Search This Blog

Sunday, February 23, 2014

Connecting to PostgreSQL database to do R analysis

In the previous post, we saw how to install R on Ubuntu. To perform analysis on PostgreSQL data, we need to have the RPostgreSQL library installed. Installing on Ubuntu is simple, and you need to follow the scripts listed below.

Install libpq-dev library

First step is to ensure that the libpq-dev library is installed. This can be installed by entering the following command.

$ sudo apt-get install libpq-dev




Install RPostgreSQL Library


Now that we have the library installed, we need to setup PostgreSQL library for R on our machine. To do this, we need to start R as a super user.

$ sudo R




Next step is to run the command to install additional packages. Enter the following command on the R prompt.

> install.packages()



This prompts a bunch of mirrors from where new packages can be downloaded from. Choose your location from the list.




Choose the appropriate mirror for your location and continue...
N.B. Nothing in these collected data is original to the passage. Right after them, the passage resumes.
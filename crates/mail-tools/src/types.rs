use agent_tools::{ParamSchema, ParamSpec, ParamType};
use serde::Serialize;
use serde_json::{Map, Value};

const SEARCH_PARAMS: &[ParamSpec] = &[
    ParamSpec::required("query", ParamType::String).describe(
        "Search query (provider-specific). Example: from:foo subject:bar newer_than:7d",
    ),
    ParamSpec::optional("max_results", ParamType::Number).describe("Max results to return."),
];

const LIST_ITEMS_PARAMS: &[ParamSpec] = &[
    ParamSpec::optional("max_results", ParamType::Number),
    ParamSpec::optional("folder", ParamType::String)
        .describe("Optional folder/label if supported by the MCP."),
];

const GET_ITEM_PARAMS: &[ParamSpec] =
    &[ParamSpec::required("id", ParamType::String).describe("Message/item id.")];

const SEND_EMAIL_PARAMS: &[ParamSpec] = &[
    ParamSpec::required("to", ParamType::StringArray),
    ParamSpec::required("subject", ParamType::String),
    ParamSpec::required("body", ParamType::String),
    ParamSpec::optional("cc", ParamType::StringArray),
    ParamSpec::optional("bcc", ParamType::StringArray),
];

/// The operations the remote mail service exposes.
#[derive(Debug, Clone, Copy, PartialEq, Eq, Hash)]
pub enum MailOperation {
    Search,
    ListItems,
    GetItem,
    SendEmail,
}

impl MailOperation {
    pub const ALL: [MailOperation; 4] = [
        MailOperation::Search,
        MailOperation::ListItems,
        MailOperation::GetItem,
        MailOperation::SendEmail,
    ];

    /// Name the tool is registered under.
    pub fn tool_name(&self) -> &'static str {
        match self {
            MailOperation::Search => "mail_search",
            MailOperation::ListItems => "mail_list_items",
            MailOperation::GetItem => "mail_get_item",
            MailOperation::SendEmail => "mail_send_email",
        }
    }

    /// Identifier sent as `tool` in the invoke request.
    pub fn remote_id(&self) -> &'static str {
        match self {
            MailOperation::Search => "search",
            MailOperation::ListItems => "list_items",
            MailOperation::GetItem => "get_item",
            MailOperation::SendEmail => "send_email",
        }
    }

    pub fn description(&self) -> &'static str {
        match self {
            MailOperation::Search => {
                "Search email via the mail MCP (forwards to mcp-mail /invoke search)."
            }
            MailOperation::ListItems => "List recent email items via the mail MCP (list_items).",
            MailOperation::GetItem => "Fetch a single email item via the mail MCP (get_item).",
            MailOperation::SendEmail => "Send an email via the mail MCP (send_email).",
        }
    }

    pub fn schema(&self) -> ParamSchema {
        match self {
            MailOperation::Search => ParamSchema::new(SEARCH_PARAMS),
            MailOperation::ListItems => ParamSchema::new(LIST_ITEMS_PARAMS),
            MailOperation::GetItem => ParamSchema::new(GET_ITEM_PARAMS),
            MailOperation::SendEmail => ParamSchema::new(SEND_EMAIL_PARAMS),
        }
    }
}

/// Body of a POST to the invoke endpoint.
#[derive(Debug, Serialize)]
pub struct InvokeRequest<'a> {
    pub tool: &'a str,
    pub ctx: &'a Map<String, Value>,
    pub args: &'a Map<String, Value>,
}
Next, we need to choose the package. Choose RPostgreSQL, as shown below



Clicking OK will start the download and installation.


Now let's see if we can connect to a database, and use the R library.

To do so, we need to load the RPostgreSQL library, load the driver for PostgreSQL and make a connection to our database with an authorized user and password.

Here are the steps to do so....
> library(RPostgreSQL)
> drv <- dbDriver("PostgreSQL")
> con <- dbConnect(drv, user = "nydot", password = "nydot", dbname = "nydot", host = "localhost", port = 5432)
This loads the library and connects to the database as shown in our terminal window.



Now that the connection is made, I can fire a query to load the data. You do so by using the command dbGetQuery as shown in the following statement.

> rs <- dbGetQuery(con, "select rcstation, start_time, direction, lane, count from traffic")

This assigns the results of the query to our object.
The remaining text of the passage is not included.